Currently, in the United States, the Advisory Committee on Immunization Practices (ACIP) recommends that preteen girls and boys aged 11 or 12 are vaccinated against HPV. The immunization is also recommended for teenage girls and young women up to the age of 26 who did not receive it when they were younger, and teenage boys and young men up to the age of 21.
Let me sum this all up so that if you come away from this section with nothing else, you get this summary. HPV is a sexually transmitted disease. HPV causes 43,000 cancers a year in the USA alone. The HPV vaccine prevents becoming infected by HPV, which means you are protected from these cancers.
Australian HPV vaccine adverse events study
In an August 2020 study, published in Vaccine, Dr. Anastasia Phillips, et al. examined Australian surveillance data for quadrivalent human papillomavirus vaccine over 11 years. The researchers analyzed HPV vaccine adverse events as reported to the Australian HPV vaccination register.
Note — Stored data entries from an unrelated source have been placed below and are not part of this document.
//! # Database Pool Management
//!
//! Connection pool creation and configuration for SQLite.
//!
//! ## Architecture
//! ```text
//! ┌─────────────────────────────────────────────────────────────────────────┐
//! │                      Database Connection Pool                           │
//! │                                                                         │
//! │  API startup                                                            │
//! │       │                                                                 │
//! │       ▼                                                                 │
//! │  DbConfig::new(path) ← Configure pool settings                          │
//! │       │                                                                 │
//! │       ▼                                                                 │
//! │  Database::new(config).await ← Create pool + run migrations             │
//! │       │                                                                 │
//! │       ▼                                                                 │
//! │  ┌─────────────────────────────────────────┐                            │
//! │  │            SqlitePool                   │                            │
//! │  │  ┌─────┐ ┌─────┐ ┌─────┐ ┌─────┐        │                            │
//! │  │  │Conn1│ │Conn2│ │Conn3│ │Conn4│ ...    │  (max_connections)         │
//! │  │  └─────┘ └─────┘ └─────┘ └─────┘        │                            │
//! │  └─────────────────────────────────────────┘                            │
//! │       │                                                                 │
//! │       ▼                                                                 │
//! │  db.products() / db.carts() / db.catalog() / db.users()                 │
//! │  (each repository holds a cheap clone of the pool)                      │
//! └─────────────────────────────────────────────────────────────────────────┘
//! ```
//!
//! ## WAL Mode
//! File databases run in WAL mode so readers don't block the writer.

use sqlx::sqlite::{SqliteConnectOptions, SqliteJournalMode, SqlitePoolOptions, SqliteSynchronous};
use sqlx::SqlitePool;
use std::path::{Path, PathBuf};
use std::str::FromStr;
use std::time::Duration;
use tracing::{debug, info};

use crate::error::{DbError, DbResult};
use crate::migrations;
use crate::repository::cart::CartRepository;
use crate::repository::catalog::CatalogRepository;
use crate::repository::product::ProductRepository;
use crate::repository::user::UserRepository;

const IN_MEMORY_PATH: &str = ":memory:";

// =============================================================================
// Configuration
// =============================================================================

/// Database configuration.
///
/// ## Example
/// ```rust,ignore
/// let config = DbConfig::new("./data/mtc.db")
///     .max_connections(5)
///     .min_connections(1);
/// ```
#[derive(Debug, Clone)]
pub struct DbConfig {
    /// Path to the SQLite database file.
    pub database_path: PathBuf,

    /// Maximum number of connections in the pool.
    /// Default: 5
    pub max_connections: u32,

    /// Minimum number of connections to keep alive.
    /// Default: 1
    pub min_connections: u32,

    /// Connection acquire timeout.
    /// Default: 30 seconds
    pub connect_timeout: Duration,

    /// Idle timeout before closing a connection.
    /// Default: 10 minutes
    pub idle_timeout: Duration,

    /// Whether to run migrations on connect.
    /// Default: true
    pub run_migrations: bool,
}

impl DbConfig {
    /// Creates a new database configuration with the given path.
    ///
    /// The file is created if it doesn't exist.
    pub fn new(path: impl Into<PathBuf>) -> Self {
        DbConfig {
            database_path: path.into(),
            max_connections: 5,
            min_connections: 1,
            connect_timeout: Duration::from_secs(30),
            idle_timeout: Duration::from_secs(600),
            run_migrations: true,
        }
    }

    /// Sets the maximum number of connections.
    pub fn max_connections(mut self, max: u32) -> Self {
        self.max_connections = max;
        self
    }

    /// Sets the minimum number of connections.
    pub fn min_connections(mut self, min: u32) -> Self {
        self.min_connections = min;
        self
    }

    /// Sets the connection timeout.
    pub fn connect_timeout(mut self, timeout: Duration) -> Self {
        self.connect_timeout = timeout;
        self
    }

    /// Sets whether to run migrations on connect.
    pub fn run_migrations(mut self, run: bool) -> Self {
        self.run_migrations = run;
        self
    }

    /// Creates an in-memory database configuration (for testing).
    ///
    /// Each call yields an isolated database.
    pub fn in_memory() -> Self {
        DbConfig {
            database_path: PathBuf::from(IN_MEMORY_PATH),
            // An in-memory database lives and dies with its one connection.
            max_connections: 1,
            min_connections: 1,
            connect_timeout: Duration::from_secs(5),
            idle_timeout: Duration::from_secs(60),
            run_migrations: true,
        }
    }

    /// True when this config points at an in-memory database.
    pub fn is_in_memory(&self) -> bool {
        self.database_path == Path::new(IN_MEMORY_PATH)
    }
}

// =============================================================================
// Database
// =============================================================================

/// Main database handle providing repository access.
///
/// Cloning is cheap; the API keeps one in its shared state.
///
/// ## Usage in Handlers
/// ```rust,ignore
/// async fn get_product(
///     State(state): State<AppState>,
///     Path(code): Path<String>,
/// ) -> Result<Json<ProductDto>, ApiError> {
///     let product = state.db.products().get_by_code(&code).await?;
///     ...
/// }
/// ```
#[derive(Debug, Clone)]
pub struct Database {
    /// The SQLite connection pool.
    pool: SqlitePool,
}

impl Database {
    /// Creates a new database connection pool.
    ///
    /// ## What This Does
    /// 1. Creates the database file if it doesn't exist
    /// 2. Configures SQLite:
    ///    - WAL mode for concurrent reads
    ///    - NORMAL synchronous
    ///    - Foreign keys enabled
    /// 3. Creates the connection pool
    /// 4. Runs migrations (if enabled)
    pub async fn new(config: DbConfig) -> DbResult<Self> {
        info!(
            path = %config.database_path.display(),
            "Initializing database connection"
        );

        let (connect_options, idle_timeout) = if config.is_in_memory() {
            let options = SqliteConnectOptions::from_str("sqlite::memory:")
                .map_err(|e| DbError::ConnectionFailed(e.to_string()))?
                .foreign_keys(true);
            // Never recycle the only connection; that would drop the data.
            (options, None)
        } else {
            if let Some(parent) = config.database_path.parent() {
                if !parent.as_os_str().is_empty() {
                    std::fs::create_dir_all(parent)
                        .map_err(|e| DbError::ConnectionFailed(e.to_string()))?;
                }
            }

            let options = SqliteConnectOptions::new()
                .filename(&config.database_path)
                .journal_mode(SqliteJournalMode::Wal)
                .synchronous(SqliteSynchronous::Normal)
                // SQLite has them disabled by default for backwards compatibility
                .foreign_keys(true)
                .create_if_missing(true);
            (options, Some(config.idle_timeout))
        };

        debug!("Connection options configured");

        let mut pool_options = SqlitePoolOptions::new()
            .max_connections(config.max_connections)
            .min_connections(config.min_connections)
            .acquire_timeout(config.connect_timeout)
            .idle_timeout(idle_timeout);
        if config.is_in_memory() {
            pool_options = pool_options.max_lifetime(None);
        }

        let pool = pool_options
            .connect_with(connect_options)
            .await
            .map_err(|e| DbError::ConnectionFailed(e.to_string()))?;

        info!(
            max_connections = config.max_connections,
            "Database pool created"
        );

        let db = Database { pool };

        if config.run_migrations {
            db.run_migrations().await?;
        }

        Ok(db)
    }

    /// Runs database migrations.
    ///
    /// Called by `new()` when `run_migrations` is set.
    pub async fn run_migrations(&self) -> DbResult<()> {
        info!("Running database migrations");
        migrations::run_migrations(&self.pool).await?;
        info!("Migrations complete");
        Ok(())
    }

    /// Returns a reference to the connection pool.
    ///
    /// Prefer repository methods when available.
    pub fn pool(&self) -> &SqlitePool {
        &self.pool
    }

    /// Returns the product repository.
    pub fn products(&self) -> ProductRepository {
        ProductRepository::new(self.pool.clone())
    }

    /// Returns the cart repository.
    pub fn carts(&self) -> CartRepository {
        CartRepository::new(self.pool.clone())
    }

    /// Returns the category and brand repository.
    pub fn catalog(&self) -> CatalogRepository {
        CatalogRepository::new(self.pool.clone())
    }

    /// Returns the user repository.
    pub fn users(&self) -> UserRepository {
        UserRepository::new(self.pool.clone())
    }

    /// Closes the database connection pool.
    ///
    /// After calling close, all repository operations will fail.
    pub async fn close(&self) {
        info!("Closing database connection pool");
        self.pool.close().await;
    }

    /// Checks if the database can execute queries.
    pub async fn health_check(&self) -> bool {
        sqlx::query("SELECT 1").execute(&self.pool).await.is_ok()
    }
}

// =============================================================================
// Unit Tests
// =============================================================================
use axum::extract::State;
use axum::http::StatusCode;
use tracing::warn;

use crate::AppState;

/// Liveness plus a database ping.
pub async fn health(State(state): State<AppState>) -> (StatusCode, &'static str) {
    if state.db.health_check().await {
        (StatusCode::OK, "OK")
    } else {
        warn!("Health check: database unreachable");
        (StatusCode::SERVICE_UNAVAILABLE, "DATABASE UNAVAILABLE")
    }
}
During those 11 years, over nine million doses of the HPV vaccine were administered in Australia. Of those, the researchers found 4,551 observed adverse event reports. They determine that there was a crude reporting rate of 39.8 adverse events per 100,000 doses of the vaccines.
They also found that:
- The rate for syncope, or fainting, was 29.6 cases per 100,000 doses in 12-13-year-old males and females during an “enhanced surveillance” period.
- The syncope rate was 7.1 per 100,000 doses in the other surveillance periods.
- The rate of anaphylaxis was about 0.32 per 100,000 doses.
- The researchers found other reported adverse events including autoimmune disease, postural orthostatic tachycardia syndrome (four cases), primary ovarian insufficiency (12 cases with variable times post-vaccination), Guillain-Barré syndrome (four cases), complex regional pain syndrome (four cases), and venous thromboembolism (three cases). However, all of these were reported at extremely low rates, and the authors did not find any unexpected patterns that would suggest a causal association between the vaccine and these adverse events. Moreover, these low numbers are approximately the same as what we would find in a general, non-vaccinated population.
The authors concluded:
Over an 11-year period, reporting rates of AE following 4vHPV
administration in Australia were consistent with data from similar
surveillance systems internationally and did not reveal any new or
concerning safety issues. However, during a period of enhanced
surveillance implemented to monitor introduction of the vaccine
to adolescent males in addition to females, syncope was noted to
occur at a higher rate in younger adolescents than previously
observed. AESI, except for syncope, were reported rarely following
4vHPV and no new or concerning patterns were identified. This
comprehensive analysis further contributes to the large body of
existing data affirming the safe post-marketing profile of 4vHPV
vaccine in both males and females and the value and characteristics of long-term spontaneous reporting systems in monitoring
In other words, the researchers found no concerning issues with HPV vaccine adverse events except for syncope, a condition that is frequently observed with all vaccines or procedures that use needles such as blood draws.
So, once again, we have powerful research that the HPV vaccine is safe. Can we move on to other things? Probably not, give me a few weeks, and there will be another large study that includes thousands or millions of participants that will show the vaccine is safe and effective.
- Phillips A, Hickie M, Totterdell J, Brotherton J, Dey A, Hill R, Snelling T, Macartney K. Adverse events following HPV vaccination: 11 years of surveillance in Australia. Vaccine. 2020 Aug 27;38(38):6038-6046. doi: 10.1016/j.vaccine.2020.06.039. Epub 2020 Jul 22. PMID: 32709432.